**EXERCISE BRIEF**: Go through the records and extract every line with the word "then".

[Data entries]
■ ■ ■ ■

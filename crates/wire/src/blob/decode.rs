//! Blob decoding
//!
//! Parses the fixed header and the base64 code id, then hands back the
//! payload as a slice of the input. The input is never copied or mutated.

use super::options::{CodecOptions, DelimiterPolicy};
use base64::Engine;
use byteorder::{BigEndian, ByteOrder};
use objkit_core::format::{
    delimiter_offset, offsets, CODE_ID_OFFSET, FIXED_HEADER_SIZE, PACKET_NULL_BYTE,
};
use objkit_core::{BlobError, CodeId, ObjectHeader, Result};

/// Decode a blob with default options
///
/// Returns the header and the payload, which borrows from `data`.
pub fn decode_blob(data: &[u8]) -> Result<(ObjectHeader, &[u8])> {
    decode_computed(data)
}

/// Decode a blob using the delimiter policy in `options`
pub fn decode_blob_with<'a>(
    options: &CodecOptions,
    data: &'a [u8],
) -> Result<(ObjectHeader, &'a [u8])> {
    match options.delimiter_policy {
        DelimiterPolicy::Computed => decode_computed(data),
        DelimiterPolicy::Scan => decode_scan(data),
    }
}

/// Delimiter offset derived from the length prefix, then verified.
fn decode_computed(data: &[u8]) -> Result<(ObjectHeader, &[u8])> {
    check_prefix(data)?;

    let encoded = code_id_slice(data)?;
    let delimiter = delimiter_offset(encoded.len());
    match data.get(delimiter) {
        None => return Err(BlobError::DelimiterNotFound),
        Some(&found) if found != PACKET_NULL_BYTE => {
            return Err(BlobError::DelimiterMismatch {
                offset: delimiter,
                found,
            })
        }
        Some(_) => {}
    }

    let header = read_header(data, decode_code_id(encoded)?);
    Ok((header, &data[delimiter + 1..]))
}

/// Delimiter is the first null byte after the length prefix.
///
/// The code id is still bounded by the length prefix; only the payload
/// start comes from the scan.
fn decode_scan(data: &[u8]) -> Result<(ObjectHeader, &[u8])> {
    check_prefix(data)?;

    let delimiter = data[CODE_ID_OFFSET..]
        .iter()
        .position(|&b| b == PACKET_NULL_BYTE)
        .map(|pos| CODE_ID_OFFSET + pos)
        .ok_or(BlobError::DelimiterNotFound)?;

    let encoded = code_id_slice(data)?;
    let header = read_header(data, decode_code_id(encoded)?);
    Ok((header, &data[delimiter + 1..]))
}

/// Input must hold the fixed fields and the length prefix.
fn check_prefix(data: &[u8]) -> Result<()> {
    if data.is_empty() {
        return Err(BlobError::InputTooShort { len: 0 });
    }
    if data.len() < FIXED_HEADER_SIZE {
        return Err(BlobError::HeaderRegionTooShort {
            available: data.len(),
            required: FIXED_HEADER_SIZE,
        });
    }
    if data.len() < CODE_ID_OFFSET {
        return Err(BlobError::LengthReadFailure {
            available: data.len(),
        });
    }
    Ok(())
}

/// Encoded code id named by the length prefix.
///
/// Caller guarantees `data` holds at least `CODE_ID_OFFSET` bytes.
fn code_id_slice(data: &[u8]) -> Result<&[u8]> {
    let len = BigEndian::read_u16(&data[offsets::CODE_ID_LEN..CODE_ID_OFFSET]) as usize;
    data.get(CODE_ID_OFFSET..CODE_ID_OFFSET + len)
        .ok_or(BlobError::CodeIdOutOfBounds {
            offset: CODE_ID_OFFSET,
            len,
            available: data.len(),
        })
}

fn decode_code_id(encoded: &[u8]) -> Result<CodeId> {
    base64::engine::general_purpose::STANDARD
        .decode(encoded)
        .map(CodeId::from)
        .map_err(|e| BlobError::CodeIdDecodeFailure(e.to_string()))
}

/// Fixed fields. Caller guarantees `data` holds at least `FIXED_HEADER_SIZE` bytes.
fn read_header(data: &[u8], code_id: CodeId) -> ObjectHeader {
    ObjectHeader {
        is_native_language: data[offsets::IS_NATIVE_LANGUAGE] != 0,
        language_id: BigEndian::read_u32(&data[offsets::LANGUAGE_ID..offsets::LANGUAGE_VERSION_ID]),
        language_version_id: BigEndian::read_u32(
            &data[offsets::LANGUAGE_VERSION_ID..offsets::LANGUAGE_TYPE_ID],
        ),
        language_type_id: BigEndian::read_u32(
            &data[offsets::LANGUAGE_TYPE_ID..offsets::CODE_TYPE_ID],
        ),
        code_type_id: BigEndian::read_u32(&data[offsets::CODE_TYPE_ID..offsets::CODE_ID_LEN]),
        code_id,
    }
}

■ ■ ■ ■

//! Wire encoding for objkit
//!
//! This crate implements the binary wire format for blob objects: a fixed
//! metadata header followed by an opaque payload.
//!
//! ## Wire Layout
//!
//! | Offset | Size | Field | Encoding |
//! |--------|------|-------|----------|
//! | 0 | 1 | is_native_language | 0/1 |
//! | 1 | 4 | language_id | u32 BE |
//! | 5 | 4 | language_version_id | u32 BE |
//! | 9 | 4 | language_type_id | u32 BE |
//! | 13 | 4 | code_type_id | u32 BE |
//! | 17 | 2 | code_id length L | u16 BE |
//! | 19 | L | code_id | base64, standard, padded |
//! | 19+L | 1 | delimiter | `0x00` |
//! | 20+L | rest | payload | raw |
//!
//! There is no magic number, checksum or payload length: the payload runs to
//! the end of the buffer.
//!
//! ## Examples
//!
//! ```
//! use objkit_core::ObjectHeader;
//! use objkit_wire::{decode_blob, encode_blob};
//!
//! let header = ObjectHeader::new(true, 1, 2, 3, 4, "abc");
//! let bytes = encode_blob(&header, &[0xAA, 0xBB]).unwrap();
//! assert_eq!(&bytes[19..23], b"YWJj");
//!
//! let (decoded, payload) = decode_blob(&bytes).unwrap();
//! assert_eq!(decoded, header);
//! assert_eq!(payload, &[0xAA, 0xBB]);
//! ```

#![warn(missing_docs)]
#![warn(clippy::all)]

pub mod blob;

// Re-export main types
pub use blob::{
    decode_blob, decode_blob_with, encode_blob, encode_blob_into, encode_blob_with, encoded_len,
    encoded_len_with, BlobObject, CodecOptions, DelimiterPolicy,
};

■ ■ ■ ■

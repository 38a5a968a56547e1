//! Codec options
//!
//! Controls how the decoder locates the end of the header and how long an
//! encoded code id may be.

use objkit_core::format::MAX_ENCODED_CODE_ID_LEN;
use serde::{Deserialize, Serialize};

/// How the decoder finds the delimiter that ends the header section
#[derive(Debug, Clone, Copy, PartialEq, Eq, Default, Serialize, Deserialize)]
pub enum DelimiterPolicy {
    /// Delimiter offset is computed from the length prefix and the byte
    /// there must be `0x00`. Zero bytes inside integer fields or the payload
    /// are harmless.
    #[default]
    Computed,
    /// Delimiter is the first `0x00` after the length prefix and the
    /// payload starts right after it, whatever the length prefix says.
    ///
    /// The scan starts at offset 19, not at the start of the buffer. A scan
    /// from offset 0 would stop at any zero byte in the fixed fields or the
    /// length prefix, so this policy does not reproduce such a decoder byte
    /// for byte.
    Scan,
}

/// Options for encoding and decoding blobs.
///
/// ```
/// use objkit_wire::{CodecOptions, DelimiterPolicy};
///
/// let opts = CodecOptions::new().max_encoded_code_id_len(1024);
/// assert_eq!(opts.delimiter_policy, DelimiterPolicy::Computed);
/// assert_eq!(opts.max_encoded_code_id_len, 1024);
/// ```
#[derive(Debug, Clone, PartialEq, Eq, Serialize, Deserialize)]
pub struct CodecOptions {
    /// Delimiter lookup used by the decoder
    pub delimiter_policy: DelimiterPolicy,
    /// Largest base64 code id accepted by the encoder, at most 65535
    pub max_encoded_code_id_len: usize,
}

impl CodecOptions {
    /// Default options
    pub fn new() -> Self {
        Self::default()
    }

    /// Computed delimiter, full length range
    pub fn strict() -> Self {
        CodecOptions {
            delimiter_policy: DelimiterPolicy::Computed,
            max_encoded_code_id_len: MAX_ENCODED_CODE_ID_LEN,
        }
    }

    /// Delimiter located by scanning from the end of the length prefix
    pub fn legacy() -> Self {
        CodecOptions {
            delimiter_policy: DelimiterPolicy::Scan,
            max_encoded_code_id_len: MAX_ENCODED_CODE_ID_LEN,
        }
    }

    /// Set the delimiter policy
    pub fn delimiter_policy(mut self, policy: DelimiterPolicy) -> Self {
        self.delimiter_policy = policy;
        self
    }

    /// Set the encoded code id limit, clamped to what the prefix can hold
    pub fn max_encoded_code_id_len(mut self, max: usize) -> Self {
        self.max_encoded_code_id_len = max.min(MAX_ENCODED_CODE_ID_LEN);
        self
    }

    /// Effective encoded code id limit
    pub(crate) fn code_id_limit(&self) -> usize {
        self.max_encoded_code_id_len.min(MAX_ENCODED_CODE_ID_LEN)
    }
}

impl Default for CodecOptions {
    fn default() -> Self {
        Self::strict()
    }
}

■ ■ ■ ■

**EXERCISE ANSWER**:
//! Parses the fixed header and the base64 code id, then hands back the
/// Delimiter offset derived from the length prefix, then verified.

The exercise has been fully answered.